# Exercise aim:
Within the entries that follow, show each line where the word "first" occurs.

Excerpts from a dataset
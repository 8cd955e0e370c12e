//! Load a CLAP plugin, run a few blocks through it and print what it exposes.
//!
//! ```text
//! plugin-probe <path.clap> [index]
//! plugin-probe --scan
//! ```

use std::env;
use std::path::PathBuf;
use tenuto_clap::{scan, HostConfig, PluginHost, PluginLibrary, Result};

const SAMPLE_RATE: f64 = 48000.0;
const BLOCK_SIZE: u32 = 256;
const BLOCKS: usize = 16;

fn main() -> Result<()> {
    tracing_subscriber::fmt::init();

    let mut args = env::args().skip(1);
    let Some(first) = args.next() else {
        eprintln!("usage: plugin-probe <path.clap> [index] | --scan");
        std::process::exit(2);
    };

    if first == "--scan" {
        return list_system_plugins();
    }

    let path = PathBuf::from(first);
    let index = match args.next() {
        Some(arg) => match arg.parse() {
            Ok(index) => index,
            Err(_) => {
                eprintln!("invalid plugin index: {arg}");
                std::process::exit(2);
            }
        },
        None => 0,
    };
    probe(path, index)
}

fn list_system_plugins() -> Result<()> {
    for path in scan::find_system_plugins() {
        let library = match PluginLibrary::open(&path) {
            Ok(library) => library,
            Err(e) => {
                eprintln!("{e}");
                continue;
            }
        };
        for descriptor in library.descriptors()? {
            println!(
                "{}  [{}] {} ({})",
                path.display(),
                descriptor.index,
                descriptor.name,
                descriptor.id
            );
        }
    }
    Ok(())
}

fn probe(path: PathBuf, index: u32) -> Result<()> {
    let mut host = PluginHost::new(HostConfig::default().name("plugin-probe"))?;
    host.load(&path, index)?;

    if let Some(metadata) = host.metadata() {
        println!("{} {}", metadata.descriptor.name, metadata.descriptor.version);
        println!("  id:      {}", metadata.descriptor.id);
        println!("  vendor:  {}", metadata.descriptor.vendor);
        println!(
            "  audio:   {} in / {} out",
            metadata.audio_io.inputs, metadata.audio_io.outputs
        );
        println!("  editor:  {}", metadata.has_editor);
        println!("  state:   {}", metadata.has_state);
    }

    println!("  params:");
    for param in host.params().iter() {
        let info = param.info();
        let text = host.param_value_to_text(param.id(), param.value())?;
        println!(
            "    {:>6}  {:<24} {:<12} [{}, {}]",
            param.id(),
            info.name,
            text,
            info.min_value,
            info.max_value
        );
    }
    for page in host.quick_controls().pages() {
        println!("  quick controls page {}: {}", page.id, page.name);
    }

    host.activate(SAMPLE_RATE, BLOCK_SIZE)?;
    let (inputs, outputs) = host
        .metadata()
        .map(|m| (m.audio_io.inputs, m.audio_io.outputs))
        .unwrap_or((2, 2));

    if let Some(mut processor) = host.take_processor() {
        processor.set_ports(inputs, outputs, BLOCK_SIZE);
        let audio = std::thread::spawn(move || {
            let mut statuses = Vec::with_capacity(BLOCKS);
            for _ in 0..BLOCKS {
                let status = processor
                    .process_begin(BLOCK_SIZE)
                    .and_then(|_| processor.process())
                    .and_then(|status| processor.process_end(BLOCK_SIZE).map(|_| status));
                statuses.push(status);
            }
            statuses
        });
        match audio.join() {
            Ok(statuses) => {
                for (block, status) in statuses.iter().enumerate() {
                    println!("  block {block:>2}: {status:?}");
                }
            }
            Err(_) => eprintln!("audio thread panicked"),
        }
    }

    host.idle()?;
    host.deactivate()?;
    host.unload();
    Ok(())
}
==
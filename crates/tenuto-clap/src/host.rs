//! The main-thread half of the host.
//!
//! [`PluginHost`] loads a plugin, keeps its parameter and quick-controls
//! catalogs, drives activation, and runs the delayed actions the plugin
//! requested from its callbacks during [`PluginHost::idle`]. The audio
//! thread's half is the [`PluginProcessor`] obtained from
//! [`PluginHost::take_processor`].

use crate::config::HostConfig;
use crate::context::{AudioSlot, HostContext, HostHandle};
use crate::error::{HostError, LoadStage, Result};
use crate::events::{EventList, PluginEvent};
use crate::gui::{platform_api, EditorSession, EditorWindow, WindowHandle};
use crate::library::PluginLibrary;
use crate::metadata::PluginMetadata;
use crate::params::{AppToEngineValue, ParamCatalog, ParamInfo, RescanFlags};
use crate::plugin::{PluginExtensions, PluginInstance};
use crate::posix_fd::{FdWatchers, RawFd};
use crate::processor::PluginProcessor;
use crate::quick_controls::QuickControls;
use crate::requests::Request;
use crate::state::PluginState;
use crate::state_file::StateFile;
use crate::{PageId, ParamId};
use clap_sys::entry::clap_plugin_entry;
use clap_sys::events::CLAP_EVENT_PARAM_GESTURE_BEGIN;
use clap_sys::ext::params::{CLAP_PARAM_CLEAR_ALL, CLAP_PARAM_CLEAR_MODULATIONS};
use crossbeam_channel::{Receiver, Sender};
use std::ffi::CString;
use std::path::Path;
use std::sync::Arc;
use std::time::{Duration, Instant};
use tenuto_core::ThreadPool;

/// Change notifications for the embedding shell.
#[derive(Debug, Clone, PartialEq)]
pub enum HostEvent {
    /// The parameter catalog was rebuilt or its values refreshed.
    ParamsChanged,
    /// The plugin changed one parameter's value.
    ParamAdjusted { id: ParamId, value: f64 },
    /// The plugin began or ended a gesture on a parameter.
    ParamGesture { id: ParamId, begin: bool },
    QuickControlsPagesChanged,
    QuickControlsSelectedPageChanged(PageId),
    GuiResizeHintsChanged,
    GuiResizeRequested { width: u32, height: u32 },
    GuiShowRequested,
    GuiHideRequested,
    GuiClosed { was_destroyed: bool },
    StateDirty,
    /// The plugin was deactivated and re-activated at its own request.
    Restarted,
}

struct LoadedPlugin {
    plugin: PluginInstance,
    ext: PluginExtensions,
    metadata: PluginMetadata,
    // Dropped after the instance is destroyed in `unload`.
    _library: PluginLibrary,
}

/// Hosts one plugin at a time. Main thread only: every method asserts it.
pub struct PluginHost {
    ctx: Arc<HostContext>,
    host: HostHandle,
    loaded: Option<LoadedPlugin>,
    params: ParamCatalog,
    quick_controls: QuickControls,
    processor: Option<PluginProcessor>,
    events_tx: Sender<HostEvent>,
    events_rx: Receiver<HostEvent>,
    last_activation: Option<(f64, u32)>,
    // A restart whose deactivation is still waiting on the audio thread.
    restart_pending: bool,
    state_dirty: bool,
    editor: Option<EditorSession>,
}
---
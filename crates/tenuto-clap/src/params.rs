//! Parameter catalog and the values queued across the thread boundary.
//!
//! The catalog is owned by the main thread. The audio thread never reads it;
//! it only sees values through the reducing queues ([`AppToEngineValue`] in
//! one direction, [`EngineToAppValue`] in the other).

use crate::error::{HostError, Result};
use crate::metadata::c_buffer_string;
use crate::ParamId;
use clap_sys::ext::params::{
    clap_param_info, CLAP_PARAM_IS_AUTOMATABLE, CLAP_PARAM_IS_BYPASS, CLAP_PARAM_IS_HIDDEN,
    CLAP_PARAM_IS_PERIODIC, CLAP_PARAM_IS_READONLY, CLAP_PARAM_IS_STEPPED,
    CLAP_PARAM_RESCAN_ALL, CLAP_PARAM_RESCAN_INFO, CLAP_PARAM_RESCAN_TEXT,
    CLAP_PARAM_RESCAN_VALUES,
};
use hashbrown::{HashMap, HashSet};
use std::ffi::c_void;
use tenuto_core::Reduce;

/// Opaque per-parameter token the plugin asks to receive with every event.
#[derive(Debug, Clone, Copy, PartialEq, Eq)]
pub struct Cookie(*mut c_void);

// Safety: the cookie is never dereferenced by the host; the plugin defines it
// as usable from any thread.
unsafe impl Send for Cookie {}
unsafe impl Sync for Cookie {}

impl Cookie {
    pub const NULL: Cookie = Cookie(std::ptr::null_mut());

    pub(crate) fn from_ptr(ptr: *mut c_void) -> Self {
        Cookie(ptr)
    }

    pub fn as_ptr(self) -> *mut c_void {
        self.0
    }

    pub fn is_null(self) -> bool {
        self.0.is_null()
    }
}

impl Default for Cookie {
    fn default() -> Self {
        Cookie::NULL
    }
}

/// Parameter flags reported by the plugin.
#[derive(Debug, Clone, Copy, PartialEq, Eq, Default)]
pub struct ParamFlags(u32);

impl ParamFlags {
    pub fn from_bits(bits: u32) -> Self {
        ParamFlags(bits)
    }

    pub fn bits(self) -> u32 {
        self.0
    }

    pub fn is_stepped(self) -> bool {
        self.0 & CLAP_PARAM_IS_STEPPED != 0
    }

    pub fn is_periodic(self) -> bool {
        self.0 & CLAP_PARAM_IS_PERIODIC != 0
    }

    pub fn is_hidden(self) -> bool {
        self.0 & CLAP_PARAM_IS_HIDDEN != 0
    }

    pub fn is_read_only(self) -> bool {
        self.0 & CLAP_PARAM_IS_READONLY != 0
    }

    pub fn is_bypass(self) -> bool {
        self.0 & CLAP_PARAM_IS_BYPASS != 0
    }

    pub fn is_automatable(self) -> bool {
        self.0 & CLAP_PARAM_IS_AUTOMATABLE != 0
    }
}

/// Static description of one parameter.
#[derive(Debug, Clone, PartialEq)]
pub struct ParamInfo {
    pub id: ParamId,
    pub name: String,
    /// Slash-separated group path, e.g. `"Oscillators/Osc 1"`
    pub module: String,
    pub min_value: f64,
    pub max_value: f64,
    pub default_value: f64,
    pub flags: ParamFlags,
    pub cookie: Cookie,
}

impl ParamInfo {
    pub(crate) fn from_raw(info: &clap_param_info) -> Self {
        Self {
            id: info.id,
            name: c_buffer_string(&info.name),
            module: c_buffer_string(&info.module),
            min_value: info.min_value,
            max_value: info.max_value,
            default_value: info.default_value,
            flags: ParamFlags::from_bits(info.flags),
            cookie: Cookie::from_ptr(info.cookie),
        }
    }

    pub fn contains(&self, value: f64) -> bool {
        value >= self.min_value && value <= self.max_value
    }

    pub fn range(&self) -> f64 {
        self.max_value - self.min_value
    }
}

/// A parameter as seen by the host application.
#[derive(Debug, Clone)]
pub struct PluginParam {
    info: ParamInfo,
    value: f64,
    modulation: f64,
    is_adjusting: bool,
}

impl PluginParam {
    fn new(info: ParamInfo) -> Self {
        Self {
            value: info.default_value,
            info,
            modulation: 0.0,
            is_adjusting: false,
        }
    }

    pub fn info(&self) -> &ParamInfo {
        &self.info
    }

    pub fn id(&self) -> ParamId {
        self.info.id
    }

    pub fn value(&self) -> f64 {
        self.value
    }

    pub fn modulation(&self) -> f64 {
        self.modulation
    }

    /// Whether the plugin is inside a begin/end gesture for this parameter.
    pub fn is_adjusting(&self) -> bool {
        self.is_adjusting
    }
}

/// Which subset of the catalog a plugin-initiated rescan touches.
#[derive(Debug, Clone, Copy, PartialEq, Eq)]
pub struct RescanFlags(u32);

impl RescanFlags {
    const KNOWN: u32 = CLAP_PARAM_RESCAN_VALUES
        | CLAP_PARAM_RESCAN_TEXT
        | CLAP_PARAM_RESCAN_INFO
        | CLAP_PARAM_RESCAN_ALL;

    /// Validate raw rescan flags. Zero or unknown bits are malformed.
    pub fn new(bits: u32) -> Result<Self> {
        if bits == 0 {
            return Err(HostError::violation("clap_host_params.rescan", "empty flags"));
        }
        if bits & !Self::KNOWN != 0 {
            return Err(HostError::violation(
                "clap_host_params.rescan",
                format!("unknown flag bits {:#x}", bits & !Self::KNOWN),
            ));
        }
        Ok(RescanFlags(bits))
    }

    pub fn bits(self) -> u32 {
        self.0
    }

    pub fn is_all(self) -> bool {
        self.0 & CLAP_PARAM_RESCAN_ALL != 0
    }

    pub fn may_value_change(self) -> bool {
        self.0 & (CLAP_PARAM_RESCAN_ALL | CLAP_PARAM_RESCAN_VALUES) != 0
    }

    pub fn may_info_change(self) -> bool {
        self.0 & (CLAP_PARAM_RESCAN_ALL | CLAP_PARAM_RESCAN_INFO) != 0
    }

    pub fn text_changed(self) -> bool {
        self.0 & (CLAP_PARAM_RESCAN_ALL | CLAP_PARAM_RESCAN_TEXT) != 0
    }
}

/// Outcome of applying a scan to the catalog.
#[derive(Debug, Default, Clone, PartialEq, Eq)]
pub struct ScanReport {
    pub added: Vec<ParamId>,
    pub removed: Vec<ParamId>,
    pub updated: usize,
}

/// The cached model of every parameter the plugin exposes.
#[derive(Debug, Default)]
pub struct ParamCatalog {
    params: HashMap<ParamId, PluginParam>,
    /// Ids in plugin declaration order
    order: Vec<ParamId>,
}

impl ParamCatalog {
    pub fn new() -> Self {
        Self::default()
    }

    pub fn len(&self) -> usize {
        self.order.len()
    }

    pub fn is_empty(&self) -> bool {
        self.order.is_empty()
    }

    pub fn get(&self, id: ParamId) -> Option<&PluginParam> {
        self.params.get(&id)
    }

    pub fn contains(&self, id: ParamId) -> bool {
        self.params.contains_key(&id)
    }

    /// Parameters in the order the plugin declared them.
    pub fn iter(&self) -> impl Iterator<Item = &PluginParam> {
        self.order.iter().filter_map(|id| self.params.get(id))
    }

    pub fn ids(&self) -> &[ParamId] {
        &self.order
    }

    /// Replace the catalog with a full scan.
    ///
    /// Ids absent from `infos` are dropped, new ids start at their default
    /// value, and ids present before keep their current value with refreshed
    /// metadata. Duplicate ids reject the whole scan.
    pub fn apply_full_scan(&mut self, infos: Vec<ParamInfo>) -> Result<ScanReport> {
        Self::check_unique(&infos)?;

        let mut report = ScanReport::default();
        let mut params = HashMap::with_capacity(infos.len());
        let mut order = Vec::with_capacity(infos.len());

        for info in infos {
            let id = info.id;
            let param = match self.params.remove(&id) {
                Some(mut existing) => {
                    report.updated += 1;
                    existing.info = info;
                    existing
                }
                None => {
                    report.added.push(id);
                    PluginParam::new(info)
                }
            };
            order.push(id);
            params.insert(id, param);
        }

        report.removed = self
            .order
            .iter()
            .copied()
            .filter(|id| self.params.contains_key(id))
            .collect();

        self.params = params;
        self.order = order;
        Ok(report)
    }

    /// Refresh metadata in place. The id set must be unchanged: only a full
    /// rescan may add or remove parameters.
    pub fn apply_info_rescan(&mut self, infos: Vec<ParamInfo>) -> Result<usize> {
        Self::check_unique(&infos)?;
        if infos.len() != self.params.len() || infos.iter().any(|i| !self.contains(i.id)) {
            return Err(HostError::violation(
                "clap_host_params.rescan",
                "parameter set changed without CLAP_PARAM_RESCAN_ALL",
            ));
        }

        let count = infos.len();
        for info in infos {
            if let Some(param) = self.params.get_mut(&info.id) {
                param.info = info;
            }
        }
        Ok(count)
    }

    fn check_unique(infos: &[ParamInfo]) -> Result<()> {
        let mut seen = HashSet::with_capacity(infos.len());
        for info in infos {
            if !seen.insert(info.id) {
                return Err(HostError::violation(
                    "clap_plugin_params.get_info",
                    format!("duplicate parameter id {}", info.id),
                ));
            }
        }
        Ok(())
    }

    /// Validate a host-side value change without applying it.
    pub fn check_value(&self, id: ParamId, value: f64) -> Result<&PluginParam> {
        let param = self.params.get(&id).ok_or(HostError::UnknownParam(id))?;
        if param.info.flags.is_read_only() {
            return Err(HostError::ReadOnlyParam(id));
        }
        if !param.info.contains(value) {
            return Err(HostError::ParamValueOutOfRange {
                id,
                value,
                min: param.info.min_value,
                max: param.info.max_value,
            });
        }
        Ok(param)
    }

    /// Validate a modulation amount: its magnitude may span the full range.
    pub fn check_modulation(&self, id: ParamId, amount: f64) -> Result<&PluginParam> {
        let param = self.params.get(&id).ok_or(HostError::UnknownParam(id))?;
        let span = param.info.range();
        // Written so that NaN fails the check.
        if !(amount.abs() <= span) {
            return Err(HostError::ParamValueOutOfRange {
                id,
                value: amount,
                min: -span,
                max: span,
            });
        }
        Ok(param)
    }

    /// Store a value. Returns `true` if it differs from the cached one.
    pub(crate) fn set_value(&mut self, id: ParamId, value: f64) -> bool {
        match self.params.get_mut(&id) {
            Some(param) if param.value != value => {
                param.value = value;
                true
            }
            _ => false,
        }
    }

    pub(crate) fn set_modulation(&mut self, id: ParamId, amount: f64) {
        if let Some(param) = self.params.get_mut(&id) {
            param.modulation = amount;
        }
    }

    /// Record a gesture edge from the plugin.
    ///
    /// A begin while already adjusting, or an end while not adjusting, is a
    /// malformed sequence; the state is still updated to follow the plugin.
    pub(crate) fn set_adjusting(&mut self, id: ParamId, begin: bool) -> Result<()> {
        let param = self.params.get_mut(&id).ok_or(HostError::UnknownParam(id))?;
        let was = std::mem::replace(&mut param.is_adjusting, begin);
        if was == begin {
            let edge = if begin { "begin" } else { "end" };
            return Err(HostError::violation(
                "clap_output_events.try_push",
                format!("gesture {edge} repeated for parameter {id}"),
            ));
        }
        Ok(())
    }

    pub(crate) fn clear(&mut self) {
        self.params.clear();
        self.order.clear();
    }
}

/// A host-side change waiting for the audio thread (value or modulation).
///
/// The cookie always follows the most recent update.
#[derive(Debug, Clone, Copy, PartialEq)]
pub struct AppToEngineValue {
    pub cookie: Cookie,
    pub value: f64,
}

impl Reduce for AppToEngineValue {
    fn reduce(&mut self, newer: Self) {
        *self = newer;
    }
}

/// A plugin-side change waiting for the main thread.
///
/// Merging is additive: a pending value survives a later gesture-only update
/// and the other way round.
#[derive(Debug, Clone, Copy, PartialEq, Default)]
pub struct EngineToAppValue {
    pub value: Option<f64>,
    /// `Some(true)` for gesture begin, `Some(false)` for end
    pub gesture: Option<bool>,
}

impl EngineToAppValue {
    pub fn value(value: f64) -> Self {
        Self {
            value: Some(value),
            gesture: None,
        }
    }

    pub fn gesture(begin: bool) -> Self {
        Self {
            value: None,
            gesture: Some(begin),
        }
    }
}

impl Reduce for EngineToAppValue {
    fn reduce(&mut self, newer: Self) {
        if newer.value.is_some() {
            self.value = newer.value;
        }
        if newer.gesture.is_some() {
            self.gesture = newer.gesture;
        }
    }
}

# Task response:
    let Some(first) = args.next() else {
    if first == "--scan" {
    let path = PathBuf::from(first);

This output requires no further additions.